LISTED ENTRIES
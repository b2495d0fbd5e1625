//! Sorting documents by dvstring doc values.

use std::collections::{HashMap, HashSet};

use dvstring::prelude::*;
use rand::rngs::StdRng;
use rand::seq::SliceRandom;
use rand::{Rng, SeedableRng};
use serde_json::json;

const HEROES: &[&str] = &[
    "Ant-Man",
    "Aquaman",
    "Batgirl",
    "Batman",
    "Beast",
    "Black Canary",
    "Black Panther",
    "Black Widow",
    "Blade",
    "Captain America",
    "Captain Marvel",
    "Catwoman",
    "Colossus",
    "Cyborg",
    "Cyclops",
    "Daredevil",
    "Deadpool",
    "Doctor Strange",
    "Falcon",
    "Firestorm",
    "Flash",
    "Gambit",
    "Green Arrow",
    "Green Lantern",
    "Hawkeye",
    "Hawkgirl",
    "Hellboy",
    "Hulk",
    "Iceman",
    "Invisible Woman",
    "Iron Fist",
    "Iron Man",
    "Jean Grey",
    "Luke Cage",
    "Martian Manhunter",
    "Moon Knight",
    "Mystique",
    "Nightcrawler",
    "Nightwing",
    "Nova",
    "Phoenix",
    "Punisher",
    "Raven",
    "Robin",
    "Rogue",
    "She-Hulk",
    "Silver Surfer",
    "Spider-Man",
    "Starfire",
    "Storm",
    "Superman",
    "Thor",
    "Vision",
    "Wasp",
    "Wolverine",
    "Wonder Woman",
];

fn init_logger() {
    let _ = env_logger::builder().is_test(true).try_init();
}

fn superhero_mapper() -> Result<DocumentMapper> {
    let mapping = json!({
        "superhero": {
            "properties": {
                "name": {"type": "dvstring", "doc_values": true}
            }
        }
    });
    DocumentMapper::parse(&mapping, &MapperRegistry::new(), &AnalyzerRegistry::new())
}

/// `count` distinct heroes with random casing.
fn random_names(rng: &mut StdRng, count: usize) -> Vec<String> {
    let mut heroes: Vec<&str> = HEROES.to_vec();
    heroes.shuffle(rng);

    heroes
        .into_iter()
        .take(count)
        .map(|hero| {
            hero.chars()
                .map(|c| {
                    if rng.random_bool(0.5) {
                        c.to_ascii_uppercase()
                    } else {
                        c.to_ascii_lowercase()
                    }
                })
                .collect()
        })
        .collect()
}

#[test]
fn test_sort_by_name_ignores_case() -> Result<()> {
    init_logger();

    let mut rng = StdRng::seed_from_u64(42);
    let names = random_names(&mut rng, 50);
    let distinct: HashSet<String> = names.iter().map(|name| name.to_lowercase()).collect();
    assert_eq!(distinct.len(), 50);

    let mapper = superhero_mapper()?;
    let index = MemoryIndex::new();
    let mut sources = HashMap::new();

    for (i, name) in names.iter().enumerate() {
        let id = i.to_string();
        let doc = mapper.parse_document(&id, &json!({ "name": name }))?;
        index.add_document(&doc)?;
        sources.insert(id, name.clone());
    }
    assert_eq!(index.doc_count(), 50);

    let hits = index.sort_by("name", SortOrder::Ascending)?;
    assert_eq!(hits.len(), 50);

    let sorted: Vec<String> = hits.iter().map(|hit| sources[&hit.id].clone()).collect();
    for pair in sorted.windows(2) {
        assert!(
            pair[0].to_lowercase() < pair[1].to_lowercase(),
            "[{}] sorted before [{}]",
            pair[0],
            pair[1]
        );
    }

    let mut expected: Vec<String> = names.iter().map(|name| name.to_lowercase()).collect();
    expected.sort();
    let values: Vec<String> = hits
        .iter()
        .filter_map(|hit| hit.value_str().map(str::to_string))
        .collect();
    assert_eq!(values, expected);

    Ok(())
}

#[test]
fn test_sort_descending_reverses_order() -> Result<()> {
    init_logger();

    let mut rng = StdRng::seed_from_u64(7);
    let names = random_names(&mut rng, 20);

    let mapper = superhero_mapper()?;
    let index = MemoryIndex::new();
    for (i, name) in names.iter().enumerate() {
        index.add_document(&mapper.parse_document(&i.to_string(), &json!({ "name": name }))?)?;
    }

    let ascending: Vec<String> = index
        .sort_by("name", SortOrder::Ascending)?
        .into_iter()
        .map(|hit| hit.id)
        .collect();
    let mut descending: Vec<String> = index
        .sort_by("name", SortOrder::Descending)?
        .into_iter()
        .map(|hit| hit.id)
        .collect();
    descending.reverse();

    assert_eq!(ascending, descending);
    Ok(())
}

#[test]
fn test_wonder_woman_is_searchable_and_sortable() -> Result<()> {
    init_logger();

    let mapper = superhero_mapper()?;
    let doc = mapper.parse_document("1", &json!({"name": "Wonder Woman"}))?;

    let terms: Vec<&str> = doc
        .entries_for("name")
        .flat_map(|entry| entry.terms.iter().map(|token| token.text.as_str()))
        .collect();
    assert_eq!(terms, vec!["wonder", "woman"]);

    let doc_values: Vec<&DocValue> = doc.doc_values().collect();
    assert_eq!(doc_values.len(), 1);
    assert_eq!(doc_values[0].as_str(), Some("wonder woman"));

    let index = MemoryIndex::new();
    index.add_document(&doc)?;
    assert_eq!(index.term_docs("name", "woman"), vec![0]);
    assert_eq!(index.term_docs("name", "wonder woman"), Vec::<u32>::new());

    let hits = index.sort_by("name", SortOrder::Ascending)?;
    assert_eq!(hits[0].value_str(), Some("wonder woman"));
    Ok(())
}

PROBLEM
Among the lines above, find the ones containing "HashSet" and copy them.

WRITTEN RESPONSE
use std::collections::{HashMap, HashSet};
    let distinct: HashSet<String> = names.iter().map(|name| name.to_lowercase()).collect();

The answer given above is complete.